The Detox Catwalk reveals sportswear giants Nike, adidas and Li Ning as Greenwashers that have failed to follow through on their commitments to clean up their toxic habits. The Catwalk shows that these companies continue to hide their collective inaction behind paper promises and industry working groups, while competitors such as UNIQLO, H&M and Mango are pushing forward with concrete action towards their Detox goals.

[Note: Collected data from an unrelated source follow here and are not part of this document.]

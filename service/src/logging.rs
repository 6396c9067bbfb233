use crate::config::Config;
use log::{LevelFilter, SetLoggerError};
use simplelog::{self, ConfigBuilder};

/// Modules to filter out from logging when not in Trace mode.
/// The HTTP stack logs every connection at DEBUG, which drowns out gate decisions.
const FILTERED_MODULES: &[&str] = &["tower", "tracing", "hyper", "axum"];

pub struct Logger {}

impl Logger {
    /// Installs the global terminal logger at the level configured in `config`.
    ///
    /// Dependency logs are only shown at Trace level.
    pub fn init_logger(config: &Config) -> Result<(), SetLoggerError> {
        let apply_filters = Self::should_filter_dependencies(config.log_level_filter);

        simplelog::TermLogger::init(
            config.log_level_filter,
            Self::build_log_config(apply_filters),
            simplelog::TerminalMode::Mixed,
            simplelog::ColorChoice::Auto,
        )
    }

    fn should_filter_dependencies(level: LevelFilter) -> bool {
        level != LevelFilter::Trace
    }

    /// Builds a simplelog Config with RFC 3339 timestamps and optional module filtering.
    fn build_log_config(apply_filters: bool) -> simplelog::Config {
        let mut builder = ConfigBuilder::new();
        builder.set_time_format_rfc3339();

        if apply_filters {
            for module in FILTERED_MODULES {
                builder.add_filter_ignore_str(module);
            }
        }

        builder.build()
    }
}

#[cfg(test)]
mod tests {
    use super::*;

    #[test]
    fn test_filtered_modules_contains_http_stack() {
        for module in ["tower", "hyper", "axum"] {
            assert!(
                FILTERED_MODULES.contains(&module),
                "{module} should be filtered"
            );
        }
    }

    #[test]
    fn test_filtered_modules_never_hides_webhook_crates() {
        // Gate decisions are logged from these crates and must stay visible.
        for module in ["web", "webhook_auth", "stripe_webhook_gate"] {
            assert!(!FILTERED_MODULES.contains(&module));
        }
    }

    #[test]
    fn test_trace_level_shows_dependency_logs() {
        assert!(!Logger::should_filter_dependencies(LevelFilter::Trace));
    }

    #[test]
    fn test_other_levels_filter_dependency_logs() {
        for level in [
            LevelFilter::Off,
            LevelFilter::Error,
            LevelFilter::Warn,
            LevelFilter::Info,
            LevelFilter::Debug,
        ] {
            assert!(
                Logger::should_filter_dependencies(level),
                "{level} should filter dependencies"
            );
        }
    }

    #[test]
    fn test_build_log_config_both_modes() {
        let _filtered = Logger::build_log_config(true);
        let _unfiltered = Logger::build_log_config(false);
    }
}
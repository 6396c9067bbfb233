//! Gate that authenticates Stripe webhook deliveries before they reach a handler.
//!
//! Per request the gate either passes the request through untouched (skip
//! predicate), fails with 500 (no signing secret configured), fails with 400
//! (delivery did not verify), or attaches a [`StripeEvent`] to the request
//! extensions and continues the pipeline.

use std::fmt;
use std::sync::Arc;
use std::time::Duration;

use axum::{
    body::{self, Body},
    extract::{Request, State},
    middleware::Next,
    response::{IntoResponse, Response},
};
use log::*;
use service::config::{Config, DEFAULT_MAX_BODY_BYTES};
use webhook_auth::error::{config_error, webhook_error, ConfigErrorKind, WebhookErrorKind};
use webhook_auth::webhook::{StripeSignatureVerifier, Tolerance, WebhookValidator};

use crate::error::Error;
use crate::extractors::stripe_event::StripeEvent;

/// Environment variable consulted by [`GateConfig::from_env`].
pub const SIGNING_SECRET_ENV: &str = "STRIPE_WEBHOOK_SIGNING_SECRET";

/// Lets callers opt individual requests out of verification.
pub trait SkipPredicate: Send + Sync {
    fn should_skip(&self, request: &Request) -> bool;
}

impl<F> SkipPredicate for F
where
    F: Fn(&Request) -> bool + Send + Sync,
{
    fn should_skip(&self, request: &Request) -> bool {
        self(request)
    }
}

/// Gate configuration, resolved once before the gate is built.
#[derive(Clone)]
pub struct GateConfig {
    signing_secret: String,
    skip: Option<Arc<dyn SkipPredicate>>,
    tolerance: Tolerance,
    max_body_bytes: usize,
}

impl GateConfig {
    pub fn new(signing_secret: impl Into<String>) -> Self {
        Self {
            signing_secret: signing_secret.into(),
            skip: None,
            tolerance: Tolerance::default(),
            max_body_bytes: DEFAULT_MAX_BODY_BYTES,
        }
    }

    /// Reads the signing secret from `STRIPE_WEBHOOK_SIGNING_SECRET`. A missing
    /// variable yields an empty secret, which the gate answers with 500.
    pub fn from_env() -> Self {
        Self::new(std::env::var(SIGNING_SECRET_ENV).unwrap_or_default())
    }

    pub fn with_skip(mut self, skip: impl SkipPredicate + 'static) -> Self {
        self.skip = Some(Arc::new(skip));
        self
    }

    pub fn with_tolerance(mut self, tolerance: Tolerance) -> Self {
        self.tolerance = tolerance;
        self
    }

    pub fn with_max_body_bytes(mut self, max_body_bytes: usize) -> Self {
        self.max_body_bytes = max_body_bytes;
        self
    }

    pub fn tolerance(&self) -> Tolerance {
        self.tolerance
    }

    pub fn has_signing_secret(&self) -> bool {
        !self.signing_secret.is_empty()
    }
}

// The secret must never reach logs.
impl fmt::Debug for GateConfig {
    fn fmt(&self, f: &mut fmt::Formatter) -> fmt::Result {
        f.debug_struct("GateConfig")
            .field("signing_secret", &"[REDACTED]")
            .field("skip", &self.skip.is_some())
            .field("tolerance", &self.tolerance)
            .field("max_body_bytes", &self.max_body_bytes)
            .finish()
    }
}

impl From<&Config> for GateConfig {
    fn from(config: &Config) -> Self {
        let tolerance = if config.stripe_webhook_ignore_tolerance {
            Tolerance::Ignored
        } else {
            Tolerance::Enforced(Duration::from_secs(config.stripe_webhook_tolerance_secs))
        };

        GateConfig::new(config.stripe_webhook_signing_secret().unwrap_or_default())
            .with_tolerance(tolerance)
            .with_max_body_bytes(config.webhook_max_body_bytes)
    }
}

/// Immutable per-process gate state shared by every request.
pub struct StripeWebhookGate {
    verifier: StripeSignatureVerifier,
    has_secret: bool,
    skip: Option<Arc<dyn SkipPredicate>>,
    max_body_bytes: usize,
}

impl StripeWebhookGate {
    pub fn new(config: GateConfig) -> Self {
        let has_secret = config.has_signing_secret();
        if !has_secret {
            warn!("Stripe webhook signing secret is not set; webhook requests will fail with 500");
        }
        if config.tolerance == Tolerance::Ignored {
            warn!("Stripe webhook timestamp tolerance is disabled; replayed deliveries will be accepted");
        }

        Self {
            verifier: StripeSignatureVerifier::new(config.signing_secret, config.tolerance),
            has_secret,
            skip: config.skip,
            max_body_bytes: config.max_body_bytes,
        }
    }

    fn should_skip(&self, request: &Request) -> bool {
        self.skip
            .as_ref()
            .is_some_and(|skip| skip.should_skip(request))
    }
}

/// Middleware verifying the `Stripe-Signature` of every request routed through it.
///
/// Install with `route_layer(from_fn_with_state(gate, verify_stripe_signature))`.
pub async fn verify_stripe_signature(
    State(gate): State<Arc<StripeWebhookGate>>,
    request: Request,
    next: Next,
) -> Response {
    if gate.should_skip(&request) {
        debug!("Skipping Stripe signature verification for {}", request.uri());
        return next.run(request).await;
    }

    if !gate.has_secret {
        error!("Rejecting Stripe webhook: signing secret is not configured");
        return Error::from(config_error(
            ConfigErrorKind::MissingSecret,
            "signing secret is empty",
        ))
        .into_response();
    }

    let (mut parts, body) = request.into_parts();
    let bytes = match body::to_bytes(body, gate.max_body_bytes).await {
        Ok(bytes) => bytes,
        Err(e) => {
            warn!("Rejecting Stripe webhook: could not read body: {:?}", e);
            return Error::from(webhook_error(
                WebhookErrorKind::MalformedBody,
                "request body could not be read",
            ))
            .into_response();
        }
    };

    match gate.verifier.validate(&parts.headers, &bytes) {
        Ok(event) => {
            info!(
                "Verified Stripe webhook {} of type {}",
                event.id, event.event_type
            );
            parts.extensions.insert(StripeEvent::new(event));
            next.run(Request::from_parts(parts, Body::from(bytes))).await
        }
        Err(e) => {
            warn!("Rejecting Stripe webhook: {}", e.reason());
            Error::from(e).into_response()
        }
    }
}
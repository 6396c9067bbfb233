use crate::{
    controller::{health_check_controller, webhook_controller},
    middleware::stripe_signature::verify_stripe_signature,
    AppState,
};
use axum::{
    middleware::from_fn_with_state,
    routing::{get, post},
    Router,
};

use utoipa::OpenApi;
use utoipa_rapidoc::RapiDoc;

// This is the global definition of our OpenAPI spec. To be a part
// of the rendered spec, a path and schema must be listed here.
#[derive(OpenApi)]
#[openapi(
        info(
            title = "Stripe Webhook Gate API"
        ),
        paths(
            health_check_controller::health_check,
            webhook_controller::stripe_webhook,
        ),
        components(
            schemas(
                webhook_controller::WebhookResponse,
            )
        ),
        tags(
            (name = "stripe_webhook_gate", description = "Signature-verified Stripe webhook receiver")
        )
    )]
struct ApiDoc;

pub fn define_routes(app_state: AppState) -> Router {
    Router::new()
        .merge(health_routes())
        .merge(stripe_webhook_routes(app_state))
        .merge(RapiDoc::with_openapi("/api-docs/openapi.json", ApiDoc::openapi()).path("/rapidoc"))
}

fn health_routes() -> Router {
    Router::new().route("/health", get(health_check_controller::health_check))
}

/// Routes for Stripe webhooks (no session authentication - validated by the signature gate)
fn stripe_webhook_routes(app_state: AppState) -> Router {
    Router::new()
        .route(
            app_state.config.webhook_path(),
            post(webhook_controller::stripe_webhook),
        )
        .route_layer(from_fn_with_state(
            app_state.gate.clone(),
            verify_stripe_signature,
        ))
        .with_state(app_state)
}
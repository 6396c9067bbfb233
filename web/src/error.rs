use std::error::Error as StdError;

use axum::http::StatusCode;
use axum::response::{IntoResponse, Response};

use webhook_auth::error::{Error as WebhookAuthError, ErrorKind};

#[derive(Debug)]
pub struct Error(WebhookAuthError);

impl StdError for Error {}

impl std::fmt::Display for Error {
    fn fmt(&self, fmt: &mut std::fmt::Formatter) -> core::result::Result<(), std::fmt::Error> {
        write!(fmt, "{self:?}")
    }
}

// Configuration faults are ours (500); webhook faults are the sender's (400).
impl IntoResponse for Error {
    fn into_response(self) -> Response {
        let status = match &self.0.error_kind {
            ErrorKind::Configuration(_) => StatusCode::INTERNAL_SERVER_ERROR,
            ErrorKind::Webhook(_) => StatusCode::BAD_REQUEST,
        };
        (status, self.0.reason()).into_response()
    }
}

impl From<WebhookAuthError> for Error {
    fn from(err: WebhookAuthError) -> Self {
        Self(err)
    }
}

“Greenwashers like Nike and adidas would do well to look to Detox Trendsetters such as Mango and UNIQLO that are responding to the urgency of the global water crisis. These leaders are already working to lead a transparency revolution in their supply chains and eliminate the worst chemicals from their products and production processes,” said Ilze Smit, Detox Campaigner at Greenpeace International.
“It is ironic that the same companies that tell us ‘Impossible is nothing’ and to ‘Just do it’, are the ones that have failed to take any real action to bring about a toxic-free future,” added Smit.
The Detox Catwalk assesses how committed companies have performed against key criteria; these include how they are working to eliminate known hazardous chemicals from their products and processes, and what steps they are taking towards full supply chain transparency.
Leaders / Trendsetters – Detox committed companies leading the industry towards a toxic-free future with credible timelines, concrete actions and on-the-ground implementation.
Greenwashers – Detox committed companies failing to walk the talk, masking ineffective actions with paper promises and weak commitments
Laggards – Uncommitted toxic addicts that refuse to take responsibility for their toxic trail and have yet to make a credible, individual Detox commitment.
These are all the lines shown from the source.